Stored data

----------

impl StepState {
    /// The new position if this native step completes a protocol step. The
    /// caller has already matched the stepping thread.
    fn check<J: JniEnv>(&self, ctx: &EventContext<'_, J>) -> Option<StepPoint> {
        let point = StepPoint {
            frame_depth: ctx.frame_depth?,
            method: ctx.method?,
            line: ctx.line,
        };

        let moved = match self.size {
            StepSize::Min => true,
            // without line information line stepping degrades to min stepping
            StepSize::Line => {
                point.method != self.start.method
                    || point.line.is_none()
                    || point.line != self.start.line
            }
        };

        let start = self.start.frame_depth;
        let fire = match self.depth {
            StepDepth::Out => point.frame_depth < start,
            StepDepth::Over => point.frame_depth < start || (point.frame_depth == start && moved),
            StepDepth::Into => point.frame_depth != start || moved,
        };
        fire.then_some(point)
    }
}

#[derive(Debug, Clone)]
enum Filter {
    Count { remaining: i32 },
    ThreadOnly(ThreadId),
    ClassOnly(ReferenceTypeId),
    ClassMatch(String),
    ClassExclude(String),
    LocationOnly { method: JMethodId, index: JLocation },
    ExceptionOnly { ref_type: ReferenceTypeId, caught: bool, uncaught: bool },
    Step(StepState),
    InstanceOnly(ObjectId),
}

#[derive(Debug, Clone, Copy)]
struct Registration {
    breakpoint: Option<(JMethodId, JLocation)>,
    notification: NotificationKey,
}

#[derive(Debug)]
struct EventRequest {
    id: RequestId,
    kind: EventKind,
    suspend_policy: SuspendPolicy,
    filters: Vec<Filter>,
    registration: Registration,
}

impl EventRequest {
    /// Apply the filters in order. Counts only see events every other filter
    /// accepted. `step_thread` is the reference held by the request's
    /// notification. `Some(expired)` if the request fires.
    fn evaluate<V: JavaVm>(
        &mut self,
        env: &Environment<'_, V>,
        tracker: &ReferenceTracker,
        ctx: &EventContext<'_, V::Jni>,
        step_thread: Option<JObject>,
    ) -> Option<bool> {
        let mut stepped = None;

        for filter in self.filters.iter() {
            let pass = match filter {
                Filter::Count { .. } => true,
                Filter::ThreadOnly(id) => ctx.thread_id == *id,
                Filter::ClassOnly(id) => ctx.class_is_subtype_of(env, tracker, *id),
                Filter::ClassMatch(pattern) => ctx
                    .class_name
                    .as_deref()
                    .map_or(false, |name| class_pattern_matches(pattern, name)),
                Filter::ClassExclude(pattern) => !ctx
                    .class_name
                    .as_deref()
                    .map_or(false, |name| class_pattern_matches(pattern, name)),
                Filter::LocationOnly { method, index } => {
                    ctx.method == Some(*method) && ctx.location == Some(*index)
                }
                Filter::ExceptionOnly {
                    ref_type,
                    caught,
                    uncaught,
                } => ctx.exception_matches(env, tracker, *ref_type, *caught, *uncaught),
                Filter::Step(step) => {
                    let on_thread = step_thread
                        .map_or(false, |thread| env.jni.is_same_object(ctx.thread, thread));
                    match step.check(ctx).filter(|_| on_thread) {
                        Some(point) => {
                            stepped = Some(point);
                            true
                        }
                        None => false,
                    }
                }
                Filter::InstanceOnly(id) => ctx.receiver_is(env, tracker, *id),
            };
            if !pass {
                return None;
            }
        }

        let mut expired = false;
        for filter in self.filters.iter_mut() {
            match filter {
                Filter::Count { remaining } => {
                    *remaining -= 1;
                    expired |= *remaining <= 0;
                }
                Filter::Step(step) => {
                    if let Some(point) = stepped {
                        step.start = point;
                    }
                }
                _ => {}
            }
        }
        Some(expired)
    }
}
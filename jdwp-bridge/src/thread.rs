// ThreadReference command implementations
//
// Commands for working with threads (frames, status, suspend/resume)

use crate::environment::Environment;
use crate::native::{thread_state, JLocation, JMethodId, JavaVm, JvmtiEnv};
use crate::protocol::{ProtocolError, ProtocolResult};
use crate::reference::{ReferenceTracker, ScopedLocalRef};
use crate::service::DebugProtocolService;
use crate::types::{
    FrameId, FrameInfo, Location, ObjectId, SuspendStatus, ThreadGroupId, ThreadId, ThreadStatus,
};

/// Protocol location of a bytecode index in `method`
pub(crate) fn frame_location<V: JavaVm>(
    env: &Environment<'_, V>,
    tracker: &ReferenceTracker,
    method: JMethodId,
    index: JLocation,
) -> ProtocolResult<Location> {
    let class = ScopedLocalRef::new(&env.jni, env.jvmti.get_method_declaring_class(method)?)
        .require(ProtocolError::InvalidMethodId)?;
    let type_id = tracker.track_class(env, class.get())?;
    Ok(Location {
        type_tag: type_id.type_tag,
        class_id: type_id.type_id,
        method_id: method.as_raw() as u64,
        index: index.max(0) as u64,
    })
}

impl<V: JavaVm> DebugProtocolService<V> {
    /// Name of a thread (ThreadReference.Name command)
    pub fn get_thread_name(&self, thread_id: ThreadId) -> ProtocolResult<String> {
        self.command("ThreadReference.Name", |env| {
            let thread = self.tracker.acquire_thread(env, thread_id).require_alive()?;
            let info = env.jvmti.get_thread_info(thread.get())?;
            // the info carries two locals of its own
            let _group = ScopedLocalRef::new(&env.jni, info.thread_group);
            let _loader = ScopedLocalRef::new(&env.jni, info.context_class_loader);
            Ok(info.name)
        })
    }

    /// Suspend one thread (ThreadReference.Suspend command)
    pub fn suspend_thread(&self, thread_id: ThreadId) -> ProtocolResult<()> {
        self.command("ThreadReference.Suspend", |env| {
            let thread = self.tracker.acquire_thread(env, thread_id).require_alive()?;
            Ok(env.jvmti.suspend_thread(thread.get())?)
        })
    }

    /// Resume one thread (ThreadReference.Resume command)
    pub fn resume_thread(&self, thread_id: ThreadId) -> ProtocolResult<()> {
        self.command("ThreadReference.Resume", |env| {
            let thread = self.tracker.acquire_thread(env, thread_id).require_alive()?;
            Ok(env.jvmti.resume_thread(thread.get())?)
        })
    }

    /// Coarse thread status plus suspension (ThreadReference.Status command)
    pub fn get_thread_status(
        &self,
        thread_id: ThreadId,
    ) -> ProtocolResult<(ThreadStatus, SuspendStatus)> {
        self.command("ThreadReference.Status", |env| {
            let thread = self.tracker.acquire_thread(env, thread_id).require_alive()?;
            let state = env.jvmti.get_thread_state(thread.get())?;
            Ok((
                ThreadStatus::from_native_state(state),
                SuspendStatus::from_native_state(state),
            ))
        })
    }

    /// Thread group of a thread (ThreadReference.ThreadGroup command)
    pub fn get_thread_group(&self, thread_id: ThreadId) -> ProtocolResult<ThreadGroupId> {
        self.command("ThreadReference.ThreadGroup", |env| {
            let thread = self.tracker.acquire_thread(env, thread_id).require_alive()?;
            let info = env.jvmti.get_thread_info(thread.get())?;
            let group = ScopedLocalRef::new(&env.jni, info.thread_group);
            let _loader = ScopedLocalRef::new(&env.jni, info.context_class_loader);
            self.tracker.track_new(env, group.get())
        })
    }

    /// Get stack frames for a thread (ThreadReference.Frames command)
    ///
    /// `start_frame` 0 is the topmost frame; `length` -1 returns all
    /// remaining frames. Frame ids are stack depths.
    pub fn get_thread_frames(
        &self,
        thread_id: ThreadId,
        start_frame: i32,
        length: i32,
    ) -> ProtocolResult<Vec<FrameInfo>> {
        self.command("ThreadReference.Frames", |env| {
            let thread = self.tracker.acquire_thread(env, thread_id).require_alive()?;

            let count = env.jvmti.get_frame_count(thread.get())?;
            if start_frame < 0 || start_frame > count {
                return Err(ProtocolError::InvalidIndex);
            }
            let length = match length {
                -1 => count - start_frame,
                n if n < 0 || n > count - start_frame => return Err(ProtocolError::InvalidLength),
                n => n,
            };

            let frames = env.jvmti.get_stack_trace(thread.get(), start_frame, length)?;
            frames
                .iter()
                .enumerate()
                .map(|(offset, frame)| {
                    Ok(FrameInfo {
                        frame_id: (start_frame as usize + offset) as FrameId,
                        location: frame_location(env, &self.tracker, frame.method, frame.location)?,
                    })
                })
                .collect()
        })
    }

    /// Number of frames on a thread's stack (ThreadReference.FrameCount command)
    pub fn get_thread_frame_count(&self, thread_id: ThreadId) -> ProtocolResult<i32> {
        self.command("ThreadReference.FrameCount", |env| {
            let thread = self.tracker.acquire_thread(env, thread_id).require_alive()?;
            Ok(env.jvmti.get_frame_count(thread.get())?)
        })
    }

    /// 0 or 1; native suspensions do not nest
    pub fn get_thread_suspend_count(&self, thread_id: ThreadId) -> ProtocolResult<i32> {
        self.command("ThreadReference.SuspendCount", |env| {
            let thread = self.tracker.acquire_thread(env, thread_id).require_alive()?;
            let state = env.jvmti.get_thread_state(thread.get())?;
            Ok(i32::from(state & thread_state::SUSPENDED != 0))
        })
    }

    pub fn stop_thread(&self, _thread_id: ThreadId, _throwable: ObjectId) -> ProtocolResult<()> {
        self.command("ThreadReference.Stop", |_| Err(ProtocolError::NotImplemented))
    }

    pub fn interrupt_thread(&self, _thread_id: ThreadId) -> ProtocolResult<()> {
        self.command("ThreadReference.Interrupt", |_| Err(ProtocolError::NotImplemented))
    }

    pub fn get_thread_group_name(&self, _group: ThreadGroupId) -> ProtocolResult<String> {
        self.command("ThreadGroupReference.Name", |_| Err(ProtocolError::NotImplemented))
    }

    pub fn get_thread_group_parent(&self, _group: ThreadGroupId) -> ProtocolResult<ThreadGroupId> {
        self.command("ThreadGroupReference.Parent", |_| Err(ProtocolError::NotImplemented))
    }

    /// Child threads and child groups (ThreadGroupReference.Children command)
    pub fn get_thread_group_children(
        &self,
        _group: ThreadGroupId,
    ) -> ProtocolResult<(Vec<ThreadId>, Vec<ThreadGroupId>)> {
        self.command("ThreadGroupReference.Children", |_| Err(ProtocolError::NotImplemented))
    }
}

----------

Only a number is wanted here: how many lines of the data hold the string "JavaVm".

4